Le escribí a Marta Dillon un mail enloquecido. Para mí había un final cantado: sacar a bailar a la madre como a una novia, para inscribirla en la tradición de las bodas negras de la canción latinoamericana, esa justicia a lo Guadalupe Posadas en donde la guadaña democrática iguala al juez y al croto, a la dama y a la catrina: “La madre aparecida no pide sólo una inscripción en la tumba (la Ley de Apolo) –deliraba yo– sino una vuelta simbólica de las partes blandas, base material de la caricia, los fluidos del sexo, el alimento y el amor. Pienso en una escena rave de calaveras con ritmo poético de mantra latino en la voz de Alci Acosta con un fondo de piringundín en donde el champangne se sirve en catarata sobre una torre de copas de cristal –seguía delirando– que sería la desembocadura de toda esa poesía que viene trayendo el libro, un despegue del realismo ¿bajo la forma de un sueño? ¿de un manifiesto? Y la novia-madre-muerta estaría vestida de tul como una heroína romántica...” Dillon: pará loca, pará. Salí de mi libro.

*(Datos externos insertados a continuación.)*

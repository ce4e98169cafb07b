//! In-memory adapter for tests and throwaway sessions.

use std::collections::BTreeMap;
use std::sync::{Mutex, MutexGuard};

use crate::error::{ErpError, Result};
use crate::storage::traits::PersistenceAdapter;

/// Ephemeral adapter. Blobs live in a map and vanish with the process.
#[derive(Debug, Default)]
pub struct MemoryAdapter {
    blobs: Mutex<BTreeMap<String, String>>,
}

impl MemoryAdapter {
    pub fn new() -> Self {
        Self::default()
    }

    fn lock(&self) -> Result<MutexGuard<'_, BTreeMap<String, String>>> {
        self.blobs
            .lock()
            .map_err(|_| ErpError::Storage("Memory store poisoned".to_string()))
    }
}

impl PersistenceAdapter for MemoryAdapter {
    fn name(&self) -> &'static str {
        "memory"
    }

    fn read_raw(&self, key: &str) -> Result<Option<String>> {
        Ok(self.lock()?.get(key).cloned())
    }

    fn write_raw(&self, key: &str, value: &str) -> Result<()> {
        self.lock()?.insert(key.to_string(), value.to_string());
        Ok(())
    }

    fn remove(&self, key: &str) -> Result<()> {
        self.lock()?.remove(key);
        Ok(())
    }

    fn keys(&self) -> Result<Vec<String>> {
        Ok(self.lock()?.keys().cloned().collect())
    }
}
//! Versioned blob format for stored collections.
//!
//! Collections are written as
//! `{"schema_version": N, "records": [...]}`. A bare JSON array is the
//! unversioned layout older builds wrote and reads as version 0.

use serde::de::DeserializeOwned;
use serde::Serialize;
use serde_json::Value;

/// Version written by this build.
pub const CURRENT_SCHEMA_VERSION: u32 = 1;

#[derive(Serialize)]
struct EnvelopeRef<'a, T> {
    schema_version: u32,
    records: &'a [T],
}

/// A stored record that did not decode as the expected type.
#[derive(Debug, Clone, PartialEq, Eq)]
pub struct Skipped {
    pub index: usize,
    pub reason: String,
}

/// Outcome of decoding a stored blob.
///
/// Records are decoded one at a time, so a single bad record does not make
/// the rest of the collection unreadable; it is reported in `skipped`.
#[derive(Debug)]
pub enum Decoded<T> {
    /// Blob was at the current version.
    Current { records: Vec<T>, skipped: Vec<Skipped> },
    /// Blob was older and has been migrated in memory.
    Migrated {
        from: u32,
        records: Vec<T>,
        skipped: Vec<Skipped>,
    },
    /// Blob was written by a newer build; contents are not interpreted.
    Newer(u32),
    /// Blob does not have a recognizable shape.
    Malformed(String),
}

/// Build the stored representation of `records`.
pub fn encode<T: Serialize>(records: &[T]) -> impl Serialize + '_ {
    EnvelopeRef {
        schema_version: CURRENT_SCHEMA_VERSION,
        records,
    }
}

/// Decode a stored blob, migrating older layouts forward.
pub fn decode<T: DeserializeOwned>(raw: Value) -> Decoded<T> {
    let (version, records) = match raw {
        Value::Array(_) => (0, raw),
        Value::Object(mut map) => {
            let version = match map.get("schema_version").and_then(Value::as_u64) {
                // Anything past u32 is certainly from a newer build.
                Some(v) => u32::try_from(v).unwrap_or(u32::MAX),
                None => return Decoded::Malformed("missing schema_version".to_string()),
            };
            match map.remove("records") {
                Some(records @ Value::Array(_)) => (version, records),
                _ => return Decoded::Malformed("records is not an array".to_string()),
            }
        }
        other => {
            return Decoded::Malformed(format!("unexpected top-level {}", json_kind(&other)));
        }
    };

    if version > CURRENT_SCHEMA_VERSION {
        return Decoded::Newer(version);
    }

    let mut migrated = records;
    for from in version..CURRENT_SCHEMA_VERSION {
        migrated = migrate_step(from, migrated);
    }

    let Value::Array(items) = migrated else {
        return Decoded::Malformed("records is not an array".to_string());
    };
    let mut records = Vec::with_capacity(items.len());
    let mut skipped = Vec::new();
    for (index, item) in items.into_iter().enumerate() {
        match serde_json::from_value::<T>(item) {
            Ok(record) => records.push(record),
            Err(err) => skipped.push(Skipped {
                index,
                reason: err.to_string(),
            }),
        }
    }

    if version == CURRENT_SCHEMA_VERSION {
        Decoded::Current { records, skipped }
    } else {
        Decoded::Migrated {
            from: version,
            records,
            skipped,
        }
    }
}

/// Upgrade a records array from version `from` to `from + 1`.
fn migrate_step(from: u32, records: Value) -> Value {
    match from {
        // v0 -> v1 only introduced the envelope; record shapes are unchanged.
        0 => records,
        _ => records,
    }
}

fn json_kind(value: &Value) -> &'static str {
    match value {
        Value::Null => "null",
        Value::Bool(_) => "boolean",
        Value::Number(_) => "number",
        Value::String(_) => "string",
        Value::Array(_) => "array",
        Value::Object(_) => "object",
    }
}
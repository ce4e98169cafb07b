use chrono::NaiveDate;
use serde::{Deserialize, Serialize};

use crate::entities::Record;
use crate::money::Money;

/// Register a sale belongs to.
#[derive(Debug, Clone, Copy, PartialEq, Eq, Serialize, Deserialize)]
#[serde(rename_all = "lowercase")]
pub enum SalesTab {
    Vendas,
    Devolucoes,
}

impl SalesTab {
    pub const NAMES: &'static [&'static str] = &["vendas", "devolucoes"];

    pub fn as_str(self) -> &'static str {
        match self {
            SalesTab::Vendas => "vendas",
            SalesTab::Devolucoes => "devolucoes",
        }
    }
}

/// Completion state of a sale or purchase document.
#[derive(Debug, Clone, Copy, PartialEq, Eq, Serialize, Deserialize)]
pub enum DocumentStatus {
    Concluida,
    Rascunho,
}

impl DocumentStatus {
    pub fn as_str(self) -> &'static str {
        match self {
            DocumentStatus::Concluida => "Concluida",
            DocumentStatus::Rascunho => "Rascunho",
        }
    }
}

/// One line of a sale or purchase.
#[derive(Debug, Clone, PartialEq, Serialize, Deserialize)]
pub struct LineItem {
    #[serde(rename = "produtoId")]
    pub product_id: String,
    #[serde(
        rename = "quantidade",
        deserialize_with = "crate::money::deserialize_quantity"
    )]
    pub quantity: u32,
    #[serde(rename = "valor")]
    pub unit_price: Money,
}

#[derive(Debug, Clone, PartialEq, Serialize, Deserialize)]
pub struct Sale {
    #[serde(default)]
    pub id: String,
    #[serde(rename = "cliente")]
    pub customer: String,
    #[serde(rename = "vendedor", default)]
    pub seller: String,
    #[serde(rename = "data")]
    pub date: NaiveDate,
    #[serde(rename = "tipo", default)]
    pub document_type: String,
    #[serde(rename = "registro", default, skip_serializing_if = "Option::is_none")]
    pub register: Option<SalesTab>,
    #[serde(rename = "itens", default)]
    pub items: Vec<LineItem>,
    #[serde(default)]
    pub total: Money,
    #[serde(rename = "situacao", default, skip_serializing_if = "Option::is_none")]
    pub status: Option<DocumentStatus>,
}

impl Record for Sale {
    const STORAGE_KEY: &'static str = "erp.sales";

    fn id(&self) -> &str {
        &self.id
    }

    fn set_id(&mut self, id: String) {
        self.id = id;
    }

    fn seed(_today: NaiveDate) -> Vec<Self> {
        vec![Sale {
            id: "V001".to_string(),
            customer: "Loja Centro".to_string(),
            seller: "Carlos".to_string(),
            date: NaiveDate::from_ymd_opt(2025, 11, 5).unwrap_or_default(),
            document_type: "Venda".to_string(),
            register: Some(SalesTab::Vendas),
            items: vec![LineItem {
                product_id: "P001".to_string(),
                quantity: 1,
                unit_price: Money::from_cents(152_050),
            }],
            total: Money::from_cents(152_050),
            status: Some(DocumentStatus::Concluida),
        }]
    }

    fn search_fields(&self) -> Vec<&str> {
        vec![
            self.customer.as_str(),
            self.seller.as_str(),
            self.document_type.as_str(),
        ]
    }

    fn date(&self) -> Option<NaiveDate> {
        Some(self.date)
    }

    fn tab(&self) -> Option<&'static str> {
        self.register.map(SalesTab::as_str)
    }

    fn amount(&self) -> Option<Money> {
        Some(self.total)
    }

    fn normalize(&mut self) {
        self.total = self.total.non_negative();
        for item in &mut self.items {
            item.unit_price = item.unit_price.non_negative();
        }
    }
}

#[cfg(test)]
mod tests {
    use super::*;

    #[test]
    fn test_reads_browser_shape() {
        let raw = r#"{"id":"V9","cliente":"Ana","vendedor":"Bia","data":"2025-11-07",
            "tipo":"Venda","registro":"devolucoes","itens":[{"produtoId":"P002","quantidade":"2","valor":80}],
            "total":160,"situacao":"Rascunho"}"#;
        let sale: Sale = serde_json::from_str(raw).unwrap();
        assert_eq!(sale.customer, "Ana");
        assert_eq!(sale.tab(), Some("devolucoes"));
        assert_eq!(sale.items[0].quantity, 2);
        assert_eq!(sale.total.cents(), 16_000);
        assert_eq!(sale.status, Some(DocumentStatus::Rascunho));
    }

    #[test]
    fn test_optional_fields_are_omitted() {
        let mut sale = Sale::seed(NaiveDate::default()).remove(0);
        sale.register = None;
        sale.status = None;
        let value = serde_json::to_value(&sale).unwrap();
        assert!(value.get("registro").is_none());
        assert!(value.get("situacao").is_none());
        assert_eq!(value["cliente"], "Loja Centro");
    }
}
//! Filesystem helpers for the durable file adapter.

use std::fs::{self, OpenOptions};
use std::io::{self, Write};
use std::path::Path;
use std::time::{SystemTime, UNIX_EPOCH};

use crate::error::{ErpError, Result};

/// Write `data` to `path` through a synced temp file in the same directory,
/// then rename it over the destination.
///
/// A crash mid-write leaves either the previous blob or the new one, never a
/// truncated file.
pub fn write_atomic(path: &Path, data: &[u8]) -> Result<()> {
    let parent = path
        .parent()
        .ok_or_else(|| ErpError::Storage(format!("Invalid blob path: {}", path.display())))?;
    fs::create_dir_all(parent)?;

    let nanos = SystemTime::now()
        .duration_since(UNIX_EPOCH)
        .map_err(|e| ErpError::Storage(format!("System time error: {}", e)))?
        .as_nanos();
    let filename = path
        .file_name()
        .and_then(|name| name.to_str())
        .ok_or_else(|| ErpError::Storage(format!("Invalid blob filename: {}", path.display())))?;
    let temp_path = parent.join(format!(".{}.{}.tmp", filename, nanos));

    let mut file = OpenOptions::new()
        .write(true)
        .create_new(true)
        .open(&temp_path)
        .map_err(|e| ErpError::Storage(format!("Temp file create failed: {}", e)))?;
    file.write_all(data)
        .and_then(|_| file.sync_all())
        .map_err(|e| {
            let _ = fs::remove_file(&temp_path);
            ErpError::Storage(format!("Temp file write failed: {}", e))
        })?;

    rename_with_fallback(&temp_path, path)
        .map_err(|e| ErpError::Storage(format!("Atomic rename failed: {}", e)))
}

/// Rename `temp_path` onto `destination`, removing the destination and
/// retrying on platforms where rename refuses to overwrite.
///
/// The temp file is removed if the retry also fails.
pub fn rename_with_fallback(temp_path: &Path, destination: &Path) -> io::Result<()> {
    if let Err(initial_err) = fs::rename(temp_path, destination) {
        let _ = fs::remove_file(destination);
        fs::rename(temp_path, destination).map_err(|retry_err| {
            let _ = fs::remove_file(temp_path);
            io::Error::new(
                retry_err.kind(),
                format!(
                    "initial: {}, retry: {}",
                    initial_err, retry_err
                ),
            )
        })?;
    }
    Ok(())
}

#[cfg(test)]
mod tests {
    use super::*;
    use tempfile::tempdir;

    #[test]
    fn test_write_atomic_creates_parent_dirs() {
        let dir = tempdir().unwrap();
        let dest = dir.path().join("nested").join("erp.sales.json");

        write_atomic(&dest, b"[]").unwrap();

        assert_eq!(fs::read_to_string(&dest).unwrap(), "[]");
    }

    #[test]
    fn test_write_atomic_replaces_existing_and_leaves_no_temp() {
        let dir = tempdir().unwrap();
        let dest = dir.path().join("erp.compras.json");
        fs::write(&dest, "old").unwrap();

        write_atomic(&dest, b"new").unwrap();

        assert_eq!(fs::read_to_string(&dest).unwrap(), "new");
        let leftovers: Vec<_> = fs::read_dir(dir.path())
            .unwrap()
            .flatten()
            .filter(|e| e.file_name().to_string_lossy().ends_with(".tmp"))
            .collect();
        assert!(leftovers.is_empty());
    }
}
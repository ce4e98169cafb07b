//! `erp doctor`: configuration and stored-data diagnostics.

use serde::Serialize;
use serde_json::Value;

use erp_core::entities::FAVORITES_KEY;
use erp_core::storage::envelope::{decode, Decoded, CURRENT_SCHEMA_VERSION};
use erp_core::{EntityKind, PersistenceAdapter};

use crate::app::{resolve_config_path, AppContext};
use crate::cli::DoctorArgs;
use crate::ui::{badge, header, kv, print_json, table, Badge, Column};

/// State of one storage key.
#[derive(Debug, Clone, PartialEq, Eq, Serialize)]
#[serde(tag = "state", rename_all = "snake_case")]
enum KeyState {
    /// Nothing stored; defaults load on next use.
    Missing,
    Current { records: usize },
    Outdated { version: u32, records: usize },
    /// Some records do not decode and are dropped on the next write.
    Partial { records: usize, skipped: usize },
    Newer { version: u32 },
    Malformed { reason: String },
}

impl KeyState {
    fn is_healthy(&self) -> bool {
        !matches!(
            self,
            KeyState::Partial { .. } | KeyState::Newer { .. } | KeyState::Malformed { .. }
        )
    }

    fn describe(&self) -> String {
        match self {
            KeyState::Missing => "not stored".to_string(),
            KeyState::Current { records } => format!("{} records", records),
            KeyState::Outdated { version, records } => {
                format!("{} records (v{}, migrates on next use)", records, version)
            }
            KeyState::Partial { records, skipped } => {
                format!("{} records, {} unreadable", records, skipped)
            }
            KeyState::Newer { version } => {
                format!("written by a newer build (v{}, this build reads v{})", version, CURRENT_SCHEMA_VERSION)
            }
            KeyState::Malformed { reason } => format!("unreadable: {}", reason),
        }
    }
}

#[derive(Serialize)]
struct KeyReport {
    key: String,
    #[serde(flatten)]
    state: KeyState,
}

#[derive(Serialize)]
struct DoctorReport {
    ok: bool,
    config_path: String,
    config_present: bool,
    adapter: String,
    location: Option<String>,
    keys: Vec<KeyReport>,
}

pub fn handle_doctor(ctx: &AppContext, args: &DoctorArgs) -> anyhow::Result<()> {
    let config_path = resolve_config_path()?;
    let adapter_config = ctx.adapter_config()?.clone();
    let adapter = ctx.adapter()?;

    let mut keys: Vec<KeyReport> = EntityKind::ALL
        .iter()
        .map(|&kind| KeyReport {
            key: kind.storage_key().to_string(),
            state: collection_state(adapter.as_ref(), kind),
        })
        .collect();
    keys.push(KeyReport {
        key: FAVORITES_KEY.to_string(),
        state: favorites_state(adapter.as_ref()),
    });
    for extra in adapter.keys()? {
        if !keys.iter().any(|report| report.key == extra) {
            keys.push(KeyReport {
                key: extra,
                state: KeyState::Malformed {
                    reason: "unknown key".to_string(),
                },
            });
        }
    }

    let report = DoctorReport {
        ok: keys.iter().all(|report| report.state.is_healthy()),
        config_present: config_path.exists(),
        config_path: config_path.display().to_string(),
        adapter: adapter_config.kind.to_string(),
        location: adapter_config
            .location
            .as_ref()
            .map(|path| path.display().to_string()),
        keys,
    };

    let ui = ctx.ui_context(args.json, None);
    if ui.mode.is_json() {
        return print_json(&report);
    }

    if !ctx.quiet() {
        println!("{}", header(&ui, "doctor", None));
    }
    let config_note = if report.config_present { "" } else { " (missing, using defaults)" };
    println!("{}", kv(&ui, "Config", &format!("{}{}", report.config_path, config_note)));
    println!("{}", kv(&ui, "Adapter", &report.adapter));
    println!(
        "{}",
        kv(&ui, "Data", report.location.as_deref().unwrap_or("in memory"))
    );

    let rows: Vec<Vec<String>> = report
        .keys
        .iter()
        .map(|r| vec![r.key.clone(), r.state.describe()])
        .collect();
    println!("{}", table(&ui, &[Column::text("Key"), Column::text("State")], &rows));

    if report.ok {
        println!("{}", badge(&ui, Badge::Ok, "Storage looks healthy"));
    } else {
        println!("{}", badge(&ui, Badge::Warn, "Some keys need attention"));
    }
    Ok(())
}

fn collection_state(adapter: &dyn PersistenceAdapter, kind: EntityKind) -> KeyState {
    let raw = match read_json(adapter, kind.storage_key()) {
        Ok(Some(raw)) => raw,
        Ok(None) => return KeyState::Missing,
        Err(reason) => return KeyState::Malformed { reason },
    };
    with_record_type!(kind, R => match decode::<R>(raw) {
        Decoded::Current { records, skipped } | Decoded::Migrated { records, skipped, .. }
            if !skipped.is_empty() =>
        {
            KeyState::Partial {
                records: records.len(),
                skipped: skipped.len(),
            }
        }
        Decoded::Current { records, .. } => KeyState::Current { records: records.len() },
        Decoded::Migrated { from, records, .. } => KeyState::Outdated {
            version: from,
            records: records.len(),
        },
        Decoded::Newer(version) => KeyState::Newer { version },
        Decoded::Malformed(reason) => KeyState::Malformed { reason },
    })
}

fn favorites_state(adapter: &dyn PersistenceAdapter) -> KeyState {
    match read_json(adapter, FAVORITES_KEY) {
        Ok(None) => KeyState::Missing,
        Ok(Some(Value::Array(ids))) => KeyState::Current { records: ids.len() },
        Ok(Some(_)) => KeyState::Malformed {
            reason: "expected a list of report ids".to_string(),
        },
        Err(reason) => KeyState::Malformed { reason },
    }
}

fn read_json(adapter: &dyn PersistenceAdapter, key: &str) -> Result<Option<Value>, String> {
    match adapter.read_raw(key) {
        Ok(None) => Ok(None),
        Ok(Some(raw)) => serde_json::from_str(&raw).map(Some).map_err(|e| e.to_string()),
        Err(err) => Err(err.to_string()),
    }
}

Siempre me sorprendió en lo que Marta Dillon escribía la recurrencia de una escena: la de las lágrimas rodando desde unas pestañas espesas sobre unas mejillas enrojecidas, la morosidad en detenerse en ese tiempo en que la lágrima parece caer infinitamente o se congela como las lágrimas de las vírgenes barrocas. También me ha sorprendido el uso del pronombre personal “ella” –su uso es infrecuente en el periodismo que prefiere repetir el nombre completo o sustituirlo por el género, la profesión cuando no por la categoría judicial (víctima o victimario)–. Ese “ella” de Marta se ha superpuesto a las mujeres víctimas, a las enamoradas, a las que hacen memoria, no necesariamente del dolor, a las románticas, a las vueltas hacia la infancia, en variadas situaciones lo mismo que la escena de la lágrima.
Seguro que ahora en la escritura aparecida de Dillon, “Ella”, la madre virginizada deja de llorar como desde una hornacina aunque no siempre sea de tristeza, y dé vuelta el gesto o permanezca como un tropo talismán para libros de próxima aparición.